Liquid–liquid phase separation, a physical transition in which a homogeneous solution spontaneously demixes into two coexisting liquid phases, has been a key topic in the thermodynamics of two-component systems and may find applications in separation, drug delivery, and protein crystallization. Here we applied a microscale temperature gradient using optothermal heating of a gold nanoparticle to overcome the experimental difficulties inherent in homogeneous heating: We aimed at highlighting precise structural development by avoiding randomly nucleating/growing microdomains.
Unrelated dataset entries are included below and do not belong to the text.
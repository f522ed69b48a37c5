use crate::server::{data::user::UserRepository, model::user::CreateUserParam};
use sea_orm::DbErr;
use test_utils::{builder::TestBuilder, factory};

mod count;
mod create;
mod delete_all;
mod find_by_email;
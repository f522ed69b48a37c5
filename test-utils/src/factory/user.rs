//! User factory for creating test user entities.

use crate::factory::helpers::next_id;
use chrono::Utc;
use sea_orm::{ActiveModelTrait, ActiveValue, DatabaseConnection, DbErr};
use uuid::Uuid;

/// Factory for creating test users with customizable fields.
///
/// # Example
///
/// ```rust,ignore
/// use test_utils::factory::user::UserFactory;
///
/// let user = UserFactory::new(&db)
///     .email("saul@bettercall.com")
///     .build()
///     .await?;
/// ```
pub struct UserFactory<'a> {
    db: &'a DatabaseConnection,
    id: Uuid,
    email: String,
}

impl<'a> UserFactory<'a> {
    /// Creates a new UserFactory with default values.
    ///
    /// Defaults:
    /// - id: random v4 UUID
    /// - email: `"user{n}@example.com"` where n is auto-incremented
    pub fn new(db: &'a DatabaseConnection) -> Self {
        let id = next_id();
        Self {
            db,
            id: Uuid::new_v4(),
            email: format!("user{}@example.com", id),
        }
    }

    /// Sets the ID for the user.
    pub fn id(mut self, id: Uuid) -> Self {
        self.id = id;
        self
    }

    /// Sets the email for the user.
    pub fn email(mut self, email: impl Into<String>) -> Self {
        self.email = email.into();
        self
    }

    /// Builds and inserts the user entity into the database.
    ///
    /// # Returns
    /// - `Ok(entity::user::Model)` - Created user entity
    /// - `Err(DbErr)` - Database error during insert
    pub async fn build(self) -> Result<entity::user::Model, DbErr> {
        let now = Utc::now();
        entity::user::ActiveModel {
            id: ActiveValue::Set(self.id),
            created_at: ActiveValue::Set(now),
            updated_at: ActiveValue::Set(now),
            email: ActiveValue::Set(self.email),
        }
        .insert(self.db)
        .await
    }
}

/// Creates a user with default values.
///
/// Shorthand for `UserFactory::new(db).build().await`.
pub async fn create_user(db: &DatabaseConnection) -> Result<entity::user::Model, DbErr> {
    UserFactory::new(db).build().await
}

/// Creates a user with a specific email.
pub async fn create_user_with_email(
    db: &DatabaseConnection,
    email: impl Into<String>,
) -> Result<entity::user::Model, DbErr> {
    UserFactory::new(db).email(email).build().await
}
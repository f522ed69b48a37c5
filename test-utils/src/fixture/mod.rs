//! Test fixtures providing reusable test data without database insertion.
//!
//! Fixture functions build in-memory entity models for unit tests and as default values
//! for factories. Unlike factories, fixtures do NOT insert data into the database.
//!
//! # Example
//!
//! ```rust,ignore
//! use test_utils::fixture;
//!
//! let user = fixture::user::entity();
//!
//! let other = fixture::user::entity_builder()
//!     .email("other@example.com")
//!     .build();
//! ```

pub mod user;
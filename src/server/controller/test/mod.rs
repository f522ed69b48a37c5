use axum::{
    body::{to_bytes, Body, Bytes},
    extract::State,
    http::{header, Request, StatusCode},
    response::{IntoResponse, Response},
};
use serde::Serialize;
use test_utils::{builder::TestBuilder, context::TestContext, factory};
use tower::ServiceExt;

use crate::server::{
    config::{ChirpRules, Platform},
    router,
    service::metrics::VisitCounter,
    state::AppState,
};

mod user;

/// Builds application state over a fresh in-memory database with the user table.
///
/// The returned `TestContext` owns the original connection and must outlive the state.
async fn setup(platform: Platform) -> (TestContext, AppState) {
    let test = TestBuilder::new().with_user_tables().build().await.unwrap();
    let db = test.db.clone().unwrap();
    let state = AppState::new(db, VisitCounter::new(), ChirpRules::default(), platform);

    (test, state)
}

async fn body_bytes(response: Response) -> Vec<u8> {
    to_bytes(response.into_body(), usize::MAX)
        .await
        .unwrap()
        .to_vec()
}

async fn body_json(response: Response) -> serde_json::Value {
    serde_json::from_slice(&body_bytes(response).await).unwrap()
}

/// Serializes a DTO into the raw body a handler receives.
fn dto_body<T: Serialize>(dto: &T) -> Bytes {
    Bytes::from(serde_json::to_vec(dto).unwrap())
}

fn json_request(uri: &str, body: impl Into<Body>) -> Request<Body> {
    Request::builder()
        .method("POST")
        .uri(uri)
        .header(header::CONTENT_TYPE, "application/json")
        .body(body.into())
        .unwrap()
}

fn untyped_request(uri: &str, body: impl Into<Body>) -> Request<Body> {
    Request::builder()
        .method("POST")
        .uri(uri)
        .body(body.into())
        .unwrap()
}

fn get_request(uri: &str) -> Request<Body> {
    Request::builder().uri(uri).body(Body::empty()).unwrap()
}
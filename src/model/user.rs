use chrono::{DateTime, Utc};
use serde::{Deserialize, Serialize};
use utoipa::ToSchema;
use uuid::Uuid;

#[derive(Serialize, Deserialize, PartialEq, Clone, Debug, ToSchema)]
pub struct CreateUserDto {
    #[serde(default)]
    pub email: String,
}

#[derive(Serialize, Deserialize, PartialEq, Clone, Debug, ToSchema)]
pub struct UserDto {
    pub id: Uuid,
    pub created_at: DateTime<Utc>,
    pub updated_at: DateTime<Utc>,
    pub email: String,
}
use super::*;
use crate::{model::user::CreateUserDto, server::controller::user::create_user};

/// Tests creating a user through the handler.
///
/// Expected: 201 with the stored email and a generated ID
#[tokio::test]
async fn creates_user() {
    let (_test, state) = setup(Platform::Dev).await;

    let response = create_user(
        State(state),
        dto_body(&CreateUserDto {
            email: "walt@breakingbad.com".to_string(),
        }),
    )
    .await
    .into_response();

    assert_eq!(response.status(), StatusCode::CREATED);
    let body = body_json(response).await;
    assert_eq!(body["email"], "walt@breakingbad.com");
    assert!(body["id"].as_str().unwrap().parse::<uuid::Uuid>().is_ok());
    assert!(body["created_at"].is_string());
    assert_eq!(body["created_at"], body["updated_at"]);
}

/// Tests creating a user with a blank email.
///
/// Expected: 400 with an error message
#[tokio::test]
async fn rejects_blank_email() {
    let (_test, state) = setup(Platform::Dev).await;

    let response = create_user(
        State(state),
        dto_body(&CreateUserDto {
            email: "  ".to_string(),
        }),
    )
    .await
    .into_response();

    assert_eq!(response.status(), StatusCode::BAD_REQUEST);
    assert_eq!(
        body_json(response).await,
        serde_json::json!({ "error": "Email is required" })
    );
}

/// Tests creating a user whose email is already registered.
///
/// Expected: 409 with an error message
#[tokio::test]
async fn rejects_duplicate_email() {
    let (_test, state) = setup(Platform::Dev).await;
    factory::user::create_user_with_email(&state.db, "walt@breakingbad.com")
        .await
        .unwrap();

    let response = create_user(
        State(state),
        dto_body(&CreateUserDto {
            email: "walt@breakingbad.com".to_string(),
        }),
    )
    .await
    .into_response();

    assert_eq!(response.status(), StatusCode::CONFLICT);
}

/// Tests the users route with an undecodable body.
///
/// Expected: 500 with an empty body
#[tokio::test]
async fn malformed_json_is_server_error() {
    let (_test, state) = setup(Platform::Dev).await;

    let response = router::app(state, ".")
        .oneshot(json_request("/api/users", "not json"))
        .await
        .unwrap();

    assert_eq!(response.status(), StatusCode::INTERNAL_SERVER_ERROR);
    assert!(body_bytes(response).await.is_empty());
}

/// Tests the users route with a JSON object missing `email`.
///
/// Expected: 400 with an error message
#[tokio::test]
async fn missing_email_field_is_bad_request() {
    let (_test, state) = setup(Platform::Dev).await;

    let response = router::app(state, ".")
        .oneshot(untyped_request("/api/users", "{}"))
        .await
        .unwrap();

    assert_eq!(response.status(), StatusCode::BAD_REQUEST);
    assert_eq!(
        body_json(response).await,
        serde_json::json!({ "error": "Email is required" })
    );
}
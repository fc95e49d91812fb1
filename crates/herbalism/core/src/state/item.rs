/// Item kinds relevant to herbalism: seeds, reagents, tools and treasure.
#[derive(Clone, Copy, Debug, PartialEq, Eq, PartialOrd, Ord, Hash, strum::Display)]
#[cfg_attr(feature = "serde", derive(serde::Serialize, serde::Deserialize))]
pub enum ItemKind {
    // Seeds
    #[strum(to_string = "Wheat Seeds")]
    WheatSeeds,
    #[strum(to_string = "Beetroot Seeds")]
    BeetrootSeeds,
    #[strum(to_string = "Melon Seeds")]
    MelonSeeds,
    #[strum(to_string = "Pumpkin Seeds")]
    PumpkinSeeds,
    Carrot,
    Potato,
    #[strum(to_string = "Nether Wart")]
    NetherWart,
    #[strum(to_string = "Cocoa Beans")]
    CocoaBeans,

    // Reagents
    #[strum(to_string = "Brown Mushroom")]
    BrownMushroom,
    #[strum(to_string = "Red Mushroom")]
    RedMushroom,

    // Tools
    #[strum(to_string = "Wooden Hoe")]
    WoodenHoe,
    #[strum(to_string = "Stone Hoe")]
    StoneHoe,
    #[strum(to_string = "Iron Hoe")]
    IronHoe,
    #[strum(to_string = "Golden Hoe")]
    GoldenHoe,
    #[strum(to_string = "Diamond Hoe")]
    DiamondHoe,
    #[strum(to_string = "Wooden Sword")]
    WoodenSword,
    #[strum(to_string = "Stone Sword")]
    StoneSword,
    #[strum(to_string = "Iron Sword")]
    IronSword,
    #[strum(to_string = "Golden Sword")]
    GoldenSword,
    #[strum(to_string = "Diamond Sword")]
    DiamondSword,

    // Treasure
    Apple,
    #[strum(to_string = "Gold Nugget")]
    GoldNugget,
    Emerald,
    Diamond,

    #[strum(to_string = "Custom Item")]
    Custom(u32),
}

impl ItemKind {
    pub const fn is_hoe(self) -> bool {
        matches!(
            self,
            ItemKind::WoodenHoe
                | ItemKind::StoneHoe
                | ItemKind::IronHoe
                | ItemKind::GoldenHoe
                | ItemKind::DiamondHoe
        )
    }

    pub const fn is_sword(self) -> bool {
        matches!(
            self,
            ItemKind::WoodenSword
                | ItemKind::StoneSword
                | ItemKind::IronSword
                | ItemKind::GoldenSword
                | ItemKind::DiamondSword
        )
    }

    pub const fn is_mushroom(self) -> bool {
        matches!(self, ItemKind::BrownMushroom | ItemKind::RedMushroom)
    }
}

/// A quantity of one item kind.
#[derive(Clone, Copy, Debug, PartialEq, Eq, Hash)]
#[cfg_attr(feature = "serde", derive(serde::Serialize, serde::Deserialize))]
pub struct ItemStack {
    pub item: ItemKind,
    pub amount: u16,
}

impl ItemStack {
    pub const fn new(item: ItemKind, amount: u16) -> Self {
        Self { item, amount }
    }

    pub const fn single(item: ItemKind) -> Self {
        Self::new(item, 1)
    }

    pub const fn is_empty(&self) -> bool {
        self.amount == 0
    }
}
In response to laser illumination, a single gold nanoparticle immersed in a binary mixture of aqueous 2,6-dimethylpyridine (lutidine) and N-isopropylpropionamide (NiPPA) was clearly sensitive to the phase transition of the surrounding liquid as demonstrated by light-scattering signals: spectral red-shifts and bright-spot images. The local phase separation encapsulating the gold nanoparticle resulted in immediate formation and growth of an organic-rich droplet which was confirmed by Raman spectroscopy. Remarkably, the droplet was stable under a nonequilibrium steady-state heating condition because of strong thermal confinement. Microdroplet growth was ascribed to thermocapillary flow induced by a newly formed liquid–liquid interface around the hot gold nanoparticle. On the basis of a tracer experiment and numerical simulation, it is deduced that the transport of solute to the high-temperature area is driven by this thermocapillary flow. This study enhances our understanding of phase separation in binary mixtures induced by microscale temperature confinement.